■ **YOUR ASSIGNMENT**:
A complete response lists each line of the data below that includes the word "type".

■ **EXERCISE MATERIALS**:
+++
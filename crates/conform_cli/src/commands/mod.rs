//! Command dispatch.

pub mod modules;

use crate::cli::{Cli, Command};
use anyhow::Result;

pub async fn handle(cli: Cli) -> Result<()> {
    match cli.command {
        Command::Modules { action } => modules::handle(action).await,
    }
}
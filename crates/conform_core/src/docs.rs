use serde::{Deserialize, Serialize};
use serde_json::Value as JsonValue;

/// Operator-facing documentation for a module, rendered by `conform modules info`.
#[derive(Debug, Clone, Serialize, Deserialize)]
pub struct ModuleDoc {
    pub module: String,
    pub short_description: String,
    pub description: String,
    pub version_added: String,
    pub author: Vec<String>,
    pub options: Vec<OptionDoc>,
    pub returns: Vec<ReturnDoc>,
    pub examples: Vec<String>,
}

/// One accepted argument.
#[derive(Debug, Clone, Serialize, Deserialize)]
pub struct OptionDoc {
    pub name: String,
    pub description: String,
    pub required: bool,
    #[serde(skip_serializing_if = "Option::is_none")]
    pub default: Option<String>,
}

/// One field of the result payload.
#[derive(Debug, Clone, Serialize, Deserialize)]
pub struct ReturnDoc {
    pub name: String,
    pub description: String,
    pub returned: String,
    pub sample: String,
}

impl ModuleDoc {
    pub fn to_json(&self) -> JsonValue {
        serde_json::to_value(self).unwrap_or(JsonValue::Null)
    }
}
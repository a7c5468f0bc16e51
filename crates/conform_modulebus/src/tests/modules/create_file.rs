use crate::modules::{CreateFile, CreateFileArgs, CreateFileError, Module};
use serde_json::json;
use tempfile::TempDir;

fn runtime() -> tokio::runtime::Runtime {
    tokio::runtime::Runtime::new().unwrap()
}

#[test]
fn test_create_file_module_name() {
    let module = CreateFile::new();
    assert_eq!(module.name(), "create_file");
}

#[test]
fn test_create_file_module_description() {
    let module = CreateFile::new();
    assert!(module.description().contains("never overwrites"));
}

#[test]
fn test_args_parsing_content_defaults_to_empty() {
    let args: CreateFileArgs = serde_json::from_value(json!({
        "path": "/tmp/test.txt"
    }))
    .unwrap();

    assert_eq!(args.path, "/tmp/test.txt");
    assert_eq!(args.content, "");
}

#[test]
fn test_args_reject_unknown_keys() {
    let result = serde_json::from_value::<CreateFileArgs>(json!({
        "path": "/tmp/test.txt",
        "mode": "0644"
    }));

    assert!(result.is_err());
}

#[test]
fn test_argument_spec_requires_only_path() {
    let module = CreateFile::new();
    let spec = module.argument_spec();

    assert_eq!(spec["type"], "object");
    let required = spec["required"].as_array().unwrap();
    assert!(required.contains(&json!("path")));
    assert!(!required.contains(&json!("content")));
    assert_eq!(spec["properties"]["content"]["default"], "");
}

#[test]
fn test_docs_mirror_argument_spec() {
    let module = CreateFile::new();
    let docs = module.docs();

    assert_eq!(docs.module, "create_file");
    let path_opt = docs.options.iter().find(|o| o.name == "path").unwrap();
    assert!(path_opt.required);
    assert!(path_opt.default.is_none());
    let content_opt = docs.options.iter().find(|o| o.name == "content").unwrap();
    assert!(!content_opt.required);
    assert_eq!(content_opt.default.as_deref(), Some(""));
    assert_eq!(docs.returns[0].name, "message");
}

#[test]
fn test_run_creates_file() {
    let rt = runtime();
    rt.block_on(async {
        let temp_dir = TempDir::new().unwrap();
        let path = temp_dir.path().join("test.txt");
        let module = CreateFile::new();

        let result = module
            .run(json!({
                "path": path.to_str().unwrap(),
                "content": "hello"
            }))
            .await
            .unwrap();

        assert_eq!(result["changed"], true);
        assert_eq!(result["failed"], false);
        assert_eq!(result["message"], "The file was created");

        let content = tokio::fs::read_to_string(&path).await.unwrap();
        assert_eq!(content, "hello");
    });
}

#[test]
fn test_run_is_idempotent() {
    let rt = runtime();
    rt.block_on(async {
        let temp_dir = TempDir::new().unwrap();
        let path = temp_dir.path().join("test.txt");
        let module = CreateFile::new();
        let args = json!({
            "path": path.to_str().unwrap(),
            "content": "hello"
        });

        let first = module.run(args.clone()).await.unwrap();
        assert_eq!(first["changed"], true);

        let second = module.run(args).await.unwrap();
        assert_eq!(second["changed"], false);
        assert_eq!(second["failed"], false);
        assert_eq!(second["message"], "The file already exists");

        let content = tokio::fs::read_to_string(&path).await.unwrap();
        assert_eq!(content, "hello");
    });
}

#[test]
fn test_run_conflict_preserves_existing_file() {
    let rt = runtime();
    rt.block_on(async {
        let temp_dir = TempDir::new().unwrap();
        let path = temp_dir.path().join("test.txt");
        tokio::fs::write(&path, "A").await.unwrap();
        let module = CreateFile::new();

        let err = module
            .run(json!({
                "path": path.to_str().unwrap(),
                "content": "B"
            }))
            .await
            .unwrap_err();

        assert_eq!(
            err.to_string(),
            "The file already exists, but its content differs"
        );

        let content = tokio::fs::read_to_string(&path).await.unwrap();
        assert_eq!(content, "A");
    });
}

#[test]
fn test_run_rejects_invalid_characters() {
    let rt = runtime();
    rt.block_on(async {
        let temp_dir = TempDir::new().unwrap();
        let path = temp_dir.path().join("bad path!.txt");
        let module = CreateFile::new();

        let err = module
            .run(json!({
                "path": path.to_str().unwrap(),
                "content": "x"
            }))
            .await
            .unwrap_err();

        assert_eq!(
            err.to_string(),
            "Incorrect file path, allowed symbols are: a-zA-Z0-9_-/."
        );
        assert!(!path.exists());
    });
}

#[test]
fn test_run_rejects_empty_path() {
    let rt = runtime();
    rt.block_on(async {
        let module = CreateFile::new();

        let err = module
            .run(json!({"path": "", "content": "x"}))
            .await
            .unwrap_err();

        assert_eq!(
            err.to_string(),
            "Incorrect file path, allowed symbols are: a-zA-Z0-9_-/."
        );
    });
}

#[test]
fn test_run_rejects_trailing_slash() {
    let rt = runtime();
    rt.block_on(async {
        let temp_dir = TempDir::new().unwrap();
        let dir_path = temp_dir.path().join("newdir");
        let path = format!("{}/", dir_path.to_str().unwrap());
        let module = CreateFile::new();

        let err = module
            .run(json!({"path": path, "content": "x"}))
            .await
            .unwrap_err();

        assert_eq!(
            err.to_string(),
            "Incorrect file path, / at the end of the path is not allowed"
        );
        assert!(!dir_path.exists());
    });
}

#[test]
fn test_run_missing_parent_directory_is_io_error() {
    let rt = runtime();
    rt.block_on(async {
        let temp_dir = TempDir::new().unwrap();
        let path = temp_dir.path().join("missing/test.txt");
        let module = CreateFile::new();

        let err = module
            .run(json!({
                "path": path.to_str().unwrap(),
                "content": "x"
            }))
            .await
            .unwrap_err();

        assert!(matches!(
            err.downcast_ref::<CreateFileError>(),
            Some(CreateFileError::Io(_))
        ));
        assert!(!path.exists());
    });
}

#[test]
fn test_run_default_content_writes_empty_file() {
    let rt = runtime();
    rt.block_on(async {
        let temp_dir = TempDir::new().unwrap();
        let path = temp_dir.path().join("empty.txt");
        let module = CreateFile::new();

        let result = module
            .run(json!({"path": path.to_str().unwrap()}))
            .await
            .unwrap();

        assert_eq!(result["changed"], true);
        let content = tokio::fs::read_to_string(&path).await.unwrap();
        assert_eq!(content, "");
    });
}

#[test]
fn test_run_through_bus() {
    let rt = runtime();
    rt.block_on(async {
        let temp_dir = TempDir::new().unwrap();
        let path = temp_dir.path().join("bus_test.txt");
        let bus = crate::ModuleBus::new();

        let (result, _) = bus
            .call(
                "create_file",
                json!({
                    "path": path.to_str().unwrap(),
                    "content": "from bus"
                }),
            )
            .await
            .unwrap();

        assert_eq!(result["changed"], true);
        assert_eq!(result["message"], "The file was created");
    });
}
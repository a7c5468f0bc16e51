pub mod modules;

#[cfg(test)]
mod tests;

use std::collections::HashMap;
use std::sync::Arc;
use std::time::Instant;

use conform_core::{ConformError, Result};
use serde_json::Value as JsonValue;
use uuid::Uuid;

pub use modules::{CreateFile, CreateFileArgs, CreateFileError, Module, ModuleResult};

pub struct ModuleBus {
    modules: HashMap<String, Arc<dyn Module>>,
}

impl ModuleBus {
    pub fn new() -> Self {
        let mut bus = Self {
            modules: HashMap::new(),
        };
        bus.register_defaults();
        bus
    }

    fn register_defaults(&mut self) {
        self.register(CreateFile::new());
    }

    pub fn register<M: Module + 'static>(&mut self, module: M) {
        tracing::debug!("Registering module: {}", module.name());
        self.modules
            .insert(module.name().to_string(), Arc::new(module));
    }

    pub async fn call(&self, module_name: &str, args: JsonValue) -> Result<(JsonValue, u64)> {
        let module = self
            .modules
            .get(module_name)
            .ok_or_else(|| ConformError::ModuleNotFound(module_name.to_string()))?;

        let invocation = Uuid::new_v4();
        tracing::debug!(module = module_name, %invocation, "dispatching module");

        let start = Instant::now();
        let result = match module.run(args).await {
            Ok(value) => value,
            Err(err) => {
                tracing::warn!(module = module_name, %invocation, error = %err, "module failed");
                return Err(ConformError::Other(err));
            }
        };
        let duration_ms = start.elapsed().as_millis() as u64;
        tracing::info!(module = module_name, %invocation, duration_ms, "module completed");

        Ok((result, duration_ms))
    }

    pub fn docs(&self, module_name: &str) -> Option<conform_core::ModuleDoc> {
        self.modules.get(module_name).map(|m| m.docs())
    }

    pub fn list_modules(&self) -> Vec<ModuleInfo> {
        self.modules
            .values()
            .map(|m| ModuleInfo {
                name: m.name().to_string(),
                description: m.description().to_string(),
                parameters: m.argument_spec(),
            })
            .collect()
    }
}

impl Default for ModuleBus {
    fn default() -> Self {
        Self::new()
    }
}

#[derive(Debug, Clone)]
pub struct ModuleInfo {
    pub name: String,
    pub description: String,
    pub parameters: JsonValue,
}
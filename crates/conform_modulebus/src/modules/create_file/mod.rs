mod args;
mod error;

pub use args::CreateFileArgs;
pub use error::CreateFileError;

use crate::modules::{Module, ModuleResult};
use async_trait::async_trait;
use conform_core::{ModuleDoc, OptionDoc, Outcome, ReturnDoc};
use regex::Regex;
use serde_json::Value as JsonValue;
use std::sync::OnceLock;
use tokio::fs;

const ALLOWED_SYMBOLS_MSG: &str = "Incorrect file path, allowed symbols are: a-zA-Z0-9_-/.";
const TRAILING_SLASH_MSG: &str = "Incorrect file path, / at the end of the path is not allowed";

// Whitelist applied before any filesystem access; everything outside it is
// rejected, including the empty path.
fn path_pattern() -> &'static Regex {
    static PATTERN: OnceLock<Regex> = OnceLock::new();
    PATTERN.get_or_init(|| Regex::new(r"^[a-zA-Z0-9_/.\-]+$").expect("path whitelist pattern"))
}

pub struct CreateFile;

impl CreateFile {
    pub fn new() -> Self {
        Self
    }

    fn validate_path(path: &str) -> Result<(), CreateFileError> {
        if !path_pattern().is_match(path) {
            return Err(CreateFileError::InvalidPath(ALLOWED_SYMBOLS_MSG.to_string()));
        }

        if path.ends_with('/') {
            return Err(CreateFileError::InvalidPath(TRAILING_SLASH_MSG.to_string()));
        }

        Ok(())
    }
}

impl Default for CreateFile {
    fn default() -> Self {
        Self::new()
    }
}

#[async_trait]
impl Module for CreateFile {
    fn name(&self) -> &'static str {
        "create_file"
    }

    fn description(&self) -> &'static str {
        "Create a file with the given content. Confirms a matching file, never overwrites a differing one."
    }

    fn argument_spec(&self) -> JsonValue {
        serde_json::json!({
            "type": "object",
            "properties": {
                "path": {
                    "type": "string",
                    "description": "Target path for the file"
                },
                "content": {
                    "type": "string",
                    "description": "Desired file content",
                    "default": ""
                }
            },
            "required": ["path"]
        })
    }

    fn docs(&self) -> ModuleDoc {
        ModuleDoc {
            module: "create_file".to_string(),
            short_description: "Creates a file".to_string(),
            description: "Creates a file with content. The target is only ever \
                          written when it does not exist yet; an existing file with \
                          different content is reported as a conflict and left as-is."
                .to_string(),
            version_added: "1.0.0".to_string(),
            author: vec!["Conform maintainers".to_string()],
            options: vec![
                OptionDoc {
                    name: "path".to_string(),
                    description: "Target path for the file. Parent directories must already exist."
                        .to_string(),
                    required: true,
                    default: None,
                },
                OptionDoc {
                    name: "content".to_string(),
                    description: "Desired file content".to_string(),
                    required: false,
                    default: Some(String::new()),
                },
            ],
            returns: vec![ReturnDoc {
                name: "message".to_string(),
                description: "File creation result".to_string(),
                returned: "always".to_string(),
                sample: "The file was created".to_string(),
            }],
            examples: vec![
                "conform modules call create_file --args '{\"path\": \"/etc/conform/marker\", \"content\": \"managed\\n\"}'"
                    .to_string(),
            ],
        }
    }

    async fn run(&self, args: JsonValue) -> ModuleResult {
        let module_args: CreateFileArgs = serde_json::from_value(args)?;

        CreateFile::validate_path(&module_args.path)?;

        if fs::try_exists(&module_args.path)
            .await
            .map_err(CreateFileError::Io)?
        {
            let prev_content = fs::read_to_string(&module_args.path)
                .await
                .map_err(CreateFileError::Io)?;

            if prev_content == module_args.content {
                tracing::debug!(path = %module_args.path, "file already matches");
                return Ok(Outcome::unchanged("The file already exists").to_json());
            }

            tracing::warn!(path = %module_args.path, "existing file content differs");
            return Err(CreateFileError::ContentConflict.into());
        }

        fs::write(&module_args.path, &module_args.content)
            .await
            .map_err(CreateFileError::Io)?;

        tracing::info!(
            path = %module_args.path,
            bytes = module_args.content.len(),
            "file created"
        );
        Ok(Outcome::changed("The file was created").to_json())
    }
}
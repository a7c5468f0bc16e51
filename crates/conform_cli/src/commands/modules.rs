//! `conform modules` subcommands.

use anyhow::{anyhow, Result};
use conform_core::Outcome;
use conform_modulebus::ModuleBus;
use serde_json::Value as JsonValue;

use crate::cli::ModulesAction;
use crate::output;

pub async fn handle(action: ModulesAction) -> Result<()> {
    let bus = ModuleBus::new();

    match action {
        ModulesAction::List => list(&bus),
        ModulesAction::Info { module } => info(&bus, &module),
        ModulesAction::Call { module, args } => call(&bus, &module, &args).await,
    }
}

fn list(bus: &ModuleBus) -> Result<()> {
    let modules = bus.list_modules();

    if modules.is_empty() {
        output::dim("No modules registered");
        return Ok(());
    }

    output::header("Registered Modules");

    let mut table = output::table();
    output::table_header(&mut table, "Module", "Description");

    let items: Vec<_> = modules
        .iter()
        .map(|m| {
            output::table_row(&mut table, &m.name, &m.description);
            (m.name.as_str(), m.description.as_str())
        })
        .collect();

    output::table_print(&table, &items);

    Ok(())
}

fn info(bus: &ModuleBus, module_name: &str) -> Result<()> {
    let modules = bus.list_modules();
    let module = modules
        .iter()
        .find(|m| m.name == module_name)
        .ok_or_else(|| anyhow!("Module not found: {}", module_name))?;

    output::header(&format!("Module: {}", module.name));
    output::dim(&module.description);
    println!();
    output::header("Arguments");
    output::json_pretty(&module.parameters);

    if let Some(docs) = bus.docs(module_name) {
        println!();
        output::header("Documentation");
        output::json_pretty(&docs.to_json());
    }

    Ok(())
}

async fn call(bus: &ModuleBus, module_name: &str, args_str: &str) -> Result<()> {
    let args: JsonValue =
        serde_json::from_str(args_str).map_err(|e| anyhow!("Invalid JSON arguments: {}", e))?;

    let spinner = output::spinner(&format!("Running {}...", module_name));

    match bus.call(module_name, args).await {
        Ok((result, duration_ms)) => {
            output::spinner_success(&spinner, &format!("Completed in {}ms", duration_ms));
            println!();
            output::json_pretty(&result);
            Ok(())
        }
        Err(err) => {
            output::spinner_error(&spinner, "Module failed");
            output::json_pretty(&Outcome::failure(err.to_string()).to_json());
            Err(err.into())
        }
    }
}
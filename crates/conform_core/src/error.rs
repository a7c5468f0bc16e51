use thiserror::Error;

#[derive(Error, Debug)]
pub enum ConformError {
    #[error("Module not found: {0}")]
    ModuleNotFound(String),

    #[error("module error: {0}")]
    Module(String),

    #[error("config error: {0}")]
    Config(String),

    #[error(transparent)]
    Io(#[from] std::io::Error),

    #[error(transparent)]
    Json(#[from] serde_json::Error),

    #[error(transparent)]
    Other(#[from] anyhow::Error),
}

pub type Result<T> = std::result::Result<T, ConformError>;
+++
■ **ANSWER FOR THE TASK**:
    assert_eq!(spec["type"], "object");
            "type": "object",
                    "type": "string",
                    "type": "string",
pub type Result<T> = std::result::Result<T, ConformError>;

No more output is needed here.